> **What this task involves**
Repeat the data below with no changes.

> **Dataset entries**

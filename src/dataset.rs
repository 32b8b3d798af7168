//! タイルデータセット（予測スコアの唯一の保持先）

use std::collections::HashMap;

use crate::geometry::{parse_polygon, BoundingBox};
use crate::types::{ScoreRange, TileRecord, TileRow};

#[derive(Debug, Clone, Default)]
pub struct TileDataset {
    records: Vec<TileRecord>,
    index: HashMap<String, usize>,
}

impl TileDataset {
    pub fn new() -> Self {
        Self::default()
    }

    /// 生の行からデータセットを作る。スコアはすべて未予測
    ///
    /// 識別子が空の行は捨てる。ジオメトリを解析できない行はポリゴンを空にして残す。
    /// 同じ識別子が複数あれば最初の位置を保ち、後の行の内容で上書きする。
    pub fn ingest(rows: &[TileRow]) -> Self {
        let mut dataset = Self::new();
        let mut invalid_geometry = 0usize;

        for row in rows.iter().filter(|row| row.has_id()) {
            let polygon = match parse_polygon(&row.geometry) {
                Ok(polygon) => polygon,
                Err(e) => {
                    tracing::debug!("タイル {} のジオメトリを解析できません: {}", row.id, e);
                    invalid_geometry += 1;
                    Vec::new()
                }
            };
            let record = TileRecord {
                id: row.id.clone(),
                polygon: polygon.into(),
                score: None,
            };

            match dataset.index.get(&row.id) {
                Some(&position) => {
                    tracing::warn!(
                        "タイル識別子 {} が重複しています。後の行で上書きします",
                        row.id
                    );
                    dataset.records[position] = record;
                }
                None => {
                    dataset.index.insert(row.id.clone(), dataset.records.len());
                    dataset.records.push(record);
                }
            }
        }

        if invalid_geometry > 0 {
            tracing::warn!("ジオメトリを解析できなかったタイル: {}件", invalid_geometry);
        }
        dataset
    }

    /// 1タイルのスコアをその場で更新する。他のレコードと順序は変わらない
    ///
    /// 有限値でないスコアは未予測として扱う。
    pub fn set_score(&mut self, id: &str, score: Option<f64>) -> bool {
        match self.index.get(id) {
            Some(&position) => {
                self.records[position].score = score.filter(|s| s.is_finite());
                true
            }
            None => false,
        }
    }

    pub fn get(&self, id: &str) -> Option<&TileRecord> {
        self.index.get(id).map(|&position| &self.records[position])
    }

    pub fn records(&self) -> &[TileRecord] {
        &self.records
    }

    pub fn iter(&self) -> std::slice::Iter<'_, TileRecord> {
        self.records.iter()
    }

    pub fn len(&self) -> usize {
        self.records.len()
    }

    pub fn is_empty(&self) -> bool {
        self.records.is_empty()
    }

    /// 予測済みスコア
    pub fn scores(&self) -> impl Iterator<Item = f64> + '_ {
        self.records.iter().filter_map(|r| r.score)
    }

    /// 観測されたスコア範囲。予測が1件もなければ fallback
    pub fn score_range(&self, fallback: ScoreRange) -> ScoreRange {
        ScoreRange::from_scores(self.scores()).unwrap_or(fallback)
    }

    /// ジオメトリを持つ全タイルの外接矩形
    pub fn bounds(&self) -> Option<BoundingBox> {
        bounds_of(&self.records)
    }
}

/// 空ポリゴンのタイルは含めない
pub fn bounds_of(records: &[TileRecord]) -> Option<BoundingBox> {
    BoundingBox::from_positions(records.iter().flat_map(|r| r.polygon.iter()))
}

impl<'a> IntoIterator for &'a TileDataset {
    type Item = &'a TileRecord;
    type IntoIter = std::slice::Iter<'a, TileRecord>;

    fn into_iter(self) -> Self::IntoIter {
        self.records.iter()
    }
}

> **Result of this task**
filename src/dataset.rs
repository 32b8b3d798af7168
//! タイルデータセット（予測スコアの唯一の保持先）

use std::collections::HashMap;

use crate::geometry::{parse_polygon, BoundingBox};
use crate::types::{ScoreRange, TileRecord, TileRow};

#[derive(Debug, Clone, Default)]
pub struct TileDataset {
    records: Vec<TileRecord>,
    index: HashMap<String, usize>,
}

impl TileDataset {
    pub fn new() -> Self {
        Self::default()
    }

    /// 生の行からデータセットを作る。スコアはすべて未予測
    ///
    /// 識別子が空の行は捨てる。ジオメトリを解析できない行はポリゴンを空にして残す。
    /// 同じ識別子が複数あれば最初の位置を保ち、後の行の内容で上書きする。
    pub fn ingest(rows: &[TileRow]) -> Self {
        let mut dataset = Self::new();
        let mut invalid_geometry = 0usize;

        for row in rows.iter().filter(|row| row.has_id()) {
            let polygon = match parse_polygon(&row.geometry) {
                Ok(polygon) => polygon,
                Err(e) => {
                    tracing::debug!("タイル {} のジオメトリを解析できません: {}", row.id, e);
                    invalid_geometry += 1;
                    Vec::new()
                }
            };
            let record = TileRecord {
                id: row.id.clone(),
                polygon: polygon.into(),
                score: None,
            };

            match dataset.index.get(&row.id) {
                Some(&position) => {
                    tracing::warn!(
                        "タイル識別子 {} が重複しています。後の行で上書きします",
                        row.id
                    );
                    dataset.records[position] = record;
                }
                None => {
                    dataset.index.insert(row.id.clone(), dataset.records.len());
                    dataset.records.push(record);
                }
            }
        }

        if invalid_geometry > 0 {
            tracing::warn!("ジオメトリを解析できなかったタイル: {}件", invalid_geometry);
        }
        dataset
    }

    /// 1タイルのスコアをその場で更新する。他のレコードと順序は変わらない
    ///
    /// 有限値でないスコアは未予測として扱う。
    pub fn set_score(&mut self, id: &str, score: Option<f64>) -> bool {
        match self.index.get(id) {
            Some(&position) => {
                self.records[position].score = score.filter(|s| s.is_finite());
                true
            }
            None => false,
        }
    }

    pub fn get(&self, id: &str) -> Option<&TileRecord> {
        self.index.get(id).map(|&position| &self.records[position])
    }

    pub fn records(&self) -> &[TileRecord] {
        &self.records
    }

    pub fn iter(&self) -> std::slice::Iter<'_, TileRecord> {
        self.records.iter()
    }

    pub fn len(&self) -> usize {
        self.records.len()
    }

    pub fn is_empty(&self) -> bool {
        self.records.is_empty()
    }

    /// 予測済みスコア
    pub fn scores(&self) -> impl Iterator<Item = f64> + '_ {
        self.records.iter().filter_map(|r| r.score)
    }

    /// 観測されたスコア範囲。予測が1件もなければ fallback
    pub fn score_range(&self, fallback: ScoreRange) -> ScoreRange {
        ScoreRange::from_scores(self.scores()).unwrap_or(fallback)
    }

    /// ジオメトリを持つ全タイルの外接矩形
    pub fn bounds(&self) -> Option<BoundingBox> {
        bounds_of(&self.records)
    }
}

/// 空ポリゴンのタイルは含めない
pub fn bounds_of(records: &[TileRecord]) -> Option<BoundingBox> {
    BoundingBox::from_positions(records.iter().flat_map(|r| r.polygon.iter()))
}

impl<'a> IntoIterator for &'a TileDataset {
    type Item = &'a TileRecord;
    type IntoIter = std::slice::Iter<'a, TileRecord>;

    fn into_iter(self) -> Self::IntoIter {
        self.records.iter()
    }
}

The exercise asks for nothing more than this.